Number of samples and guidance scales for reported results on imagenet 256 using adm???

[black0017]

Hey @sunovivid, great work, and congrats on the paper's acceptance at ECCV!

I would like to reproduce the results, and I have the following questions related to the hyperparameters:

1. How many samples did you use to report FID? The bash script shows 5K, is that right?

2. What is the guidance scale to get the optimal FID, as shown in the paper's Table 1? Readme shows the following (without classifier guidance here for the conditional ADM case at 256x256):

   SAMPLE_FLAGS="--timestep_respacing 250 --use_ddim False --classifier_guidance False --classifier_scale 0.0  --guide_scale 4   --guidance_strategies "{\"attention_mask_identity\":[250,0]}"   --drop_layers input_blocks.14.1 input_blocks.16.1 input_blocks.17.1 middle_block.1 "

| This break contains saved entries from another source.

use anyhow::{Context, Result};
use serde::Deserialize;
use std::path::{Path, PathBuf};

#[derive(Debug, Deserialize, Clone)]
pub struct Config {
    pub index: IndexConfig,
    pub corpus: CorpusConfig,
    #[serde(default)]
    pub chunking: ChunkingConfig,
    #[serde(default)]
    pub retrieval: RetrievalConfig,
    pub embedding: EmbeddingConfig,
    pub generation: GenerationConfig,
    #[serde(default)]
    pub server: ServerConfig,
}

#[derive(Debug, Deserialize, Clone)]
pub struct IndexConfig {
    /// Directory the persisted index lives in.
    pub dir: PathBuf,
}

#[derive(Debug, Deserialize, Clone)]
pub struct CorpusConfig {
    /// Root directory scanned for transcript files.
    pub root: PathBuf,
    #[serde(default = "default_include_globs")]
    pub include_globs: Vec<String>,
    #[serde(default)]
    pub exclude_globs: Vec<String>,
    #[serde(default)]
    pub follow_symlinks: bool,
}

fn default_include_globs() -> Vec<String> {
    vec!["**/*.txt".to_string(), "**/*.md".to_string()]
}

#[derive(Debug, Deserialize, Clone)]
pub struct ChunkingConfig {
    #[serde(default = "default_max_tokens")]
    pub max_tokens: usize,
}

impl Default for ChunkingConfig {
    fn default() -> Self {
        Self {
            max_tokens: default_max_tokens(),
        }
    }
}

fn default_max_tokens() -> usize {
    700
}

#[derive(Debug, Deserialize, Clone)]
pub struct RetrievalConfig {
    /// How many chunks of context a query retrieves.
    #[serde(default = "default_top_k")]
    pub top_k: usize,
}

impl Default for RetrievalConfig {
    fn default() -> Self {
        Self {
            top_k: default_top_k(),
        }
    }
}

fn default_top_k() -> usize {
    4
}

#[derive(Debug, Deserialize, Clone)]
pub struct EmbeddingConfig {
    /// Base URL of an OpenAI-compatible embeddings endpoint. Point at
    /// `http://127.0.0.1:8080/v1` for a local llama.cpp server.
    #[serde(default = "default_openai_base_url")]
    pub base_url: String,
    pub model: String,
    pub dims: usize,
    /// Environment variable holding the API key. `None` for local
    /// runtimes that do not authenticate.
    #[serde(default = "default_api_key_env")]
    pub api_key_env: Option<String>,
    #[serde(default = "default_batch_size")]
    pub batch_size: usize,
    #[serde(default = "default_max_retries")]
    pub max_retries: u32,
    #[serde(default = "default_timeout_secs")]
    pub timeout_secs: u64,
}

#[derive(Debug, Deserialize, Clone)]
pub struct GenerationConfig {
    /// Base URL of an OpenAI-compatible chat completions endpoint.
    #[serde(default = "default_openai_base_url")]
    pub base_url: String,
    pub model: String,
    #[serde(default = "default_api_key_env")]
    pub api_key_env: Option<String>,
    #[serde(default = "default_gen_max_tokens")]
    pub max_tokens: u32,
    #[serde(default = "default_temperature")]
    pub temperature: f32,
    #[serde(default = "default_system_prompt")]
    pub system_prompt: String,
    #[serde(default = "default_timeout_secs")]
    pub timeout_secs: u64,
}

fn default_openai_base_url() -> String {
    "https://api.openai.com/v1".to_string()
}
fn default_api_key_env() -> Option<String> {
    Some("OPENAI_API_KEY".to_string())
}
fn default_batch_size() -> usize {
    64
}
fn default_max_retries() -> u32 {
    5
}
fn default_timeout_secs() -> u64 {
    30
}
fn default_gen_max_tokens() -> u32 {
    512
}
fn default_temperature() -> f32 {
    0.8
}
fn default_system_prompt() -> String {
    "You are a bot that answers questions about podcast transcripts.".to_string()
}

#[derive(Debug, Deserialize, Clone)]
pub struct ServerConfig {
    #[serde(default = "default_bind")]
    pub bind: String,
}

impl Default for ServerConfig {
    fn default() -> Self {
        Self {
            bind: default_bind(),
        }
    }
}

fn default_bind() -> String {
    "127.0.0.1:8001".to_string()
}

pub fn load_config(path: &Path) -> Result<Config> {
    let content = std::fs::read_to_string(path)
        .with_context(|| format!("Failed to read config file: {}", path.display()))?;

    let config: Config = toml::from_str(&content).with_context(|| "Failed to parse config file")?;

    // Validate chunking
    if config.chunking.max_tokens == 0 {
        anyhow::bail!("chunking.max_tokens must be > 0");
    }

    // Validate retrieval
    if config.retrieval.top_k == 0 {
        anyhow::bail!("retrieval.top_k must be >= 1");
    }

    // Validate embedding
    if config.embedding.dims == 0 {
        anyhow::bail!("embedding.dims must be > 0");
    }
    if config.embedding.model.is_empty() {
        anyhow::bail!("embedding.model must not be empty");
    }
    if config.embedding.batch_size == 0 {
        anyhow::bail!("embedding.batch_size must be > 0");
    }

    // Validate generation
    if config.generation.model.is_empty() {
        anyhow::bail!("generation.model must not be empty");
    }
    if config.generation.max_tokens == 0 {
        anyhow::bail!("generation.max_tokens must be > 0");
    }
    if !(0.0..=2.0).contains(&config.generation.temperature) {
        anyhow::bail!("generation.temperature must be in [0.0, 2.0]");
    }

    Ok(config)
}

#[cfg(test)]
mod tests {
    use super::*;
    use std::io::Write;

    fn write_config(body: &str) -> tempfile::NamedTempFile {
        let mut file = tempfile::NamedTempFile::new().unwrap();
        file.write_all(body.as_bytes()).unwrap();
        file
    }

    const MINIMAL: &str = r#"
[index]
dir = "data/index_store"

[corpus]
root = "data/transcripts"

[embedding]
model = "text-embedding-3-small"
dims = 1536

[generation]
model = "gpt-4o-mini"
"#;

    #[test]
    fn test_minimal_config_defaults() {
        let file = write_config(MINIMAL);
        let config = load_config(file.path()).unwrap();
        assert_eq!(config.chunking.max_tokens, 700);
        assert_eq!(config.retrieval.top_k, 4);
        assert_eq!(config.generation.max_tokens, 512);
        assert!((config.generation.temperature - 0.8).abs() < 1e-6);
        assert_eq!(config.server.bind, "127.0.0.1:8001");
        assert_eq!(
            config.embedding.api_key_env.as_deref(),
            Some("OPENAI_API_KEY")
        );
        assert!(config
            .generation
            .system_prompt
            .contains("podcast transcripts"));
    }

    #[test]
    fn test_zero_dims_rejected() {
        let file = write_config(&MINIMAL.replace("dims = 1536", "dims = 0"));
        let err = load_config(file.path()).unwrap_err();
        assert!(err.to_string().contains("embedding.dims"));
    }

    #[test]
    fn test_zero_top_k_rejected() {
        let file = write_config(&format!("{MINIMAL}\n[retrieval]\ntop_k = 0\n"));
        let err = load_config(file.path()).unwrap_err();
        assert!(err.to_string().contains("retrieval.top_k"));
    }

    #[test]
    fn test_out_of_range_temperature_rejected() {
        let file = write_config(&format!(
            "{}\n",
            MINIMAL.replace(
                "model = \"gpt-4o-mini\"",
                "model = \"gpt-4o-mini\"\ntemperature = 3.5"
            )
        ));
        let err = load_config(file.path()).unwrap_err();
        assert!(err.to_string().contains("generation.temperature"));
    }
}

3. Can I apply the same code for the ImageNet 128x128 models and resolution, or do I need to specify other attention maps?

It would be extremely helpful as sampling is super slow with ADM. Thanks a lot!!!!

[sunovivid]

Hi! Thank you for your interest in our work.

1. We used 50K samples as suggested in 5.2 Pixel-Level Diffusion Models.
2. We also leave the detailed hyperparameter settings, like guidance scale, in Appendix A.1 Experiments on ADM Quantitative results.. We use PAG scale s = 1.0 (in our formulation, guidance scale starts from 0.0), which corresponds to CFG scale 2.0 used in diffusers SD or SDXL (starts from 1.0).

If you have further questions, feel free to let me know!

[black0017]

Thank you so much for the clarifications! I 've missed that from the paper and appendix.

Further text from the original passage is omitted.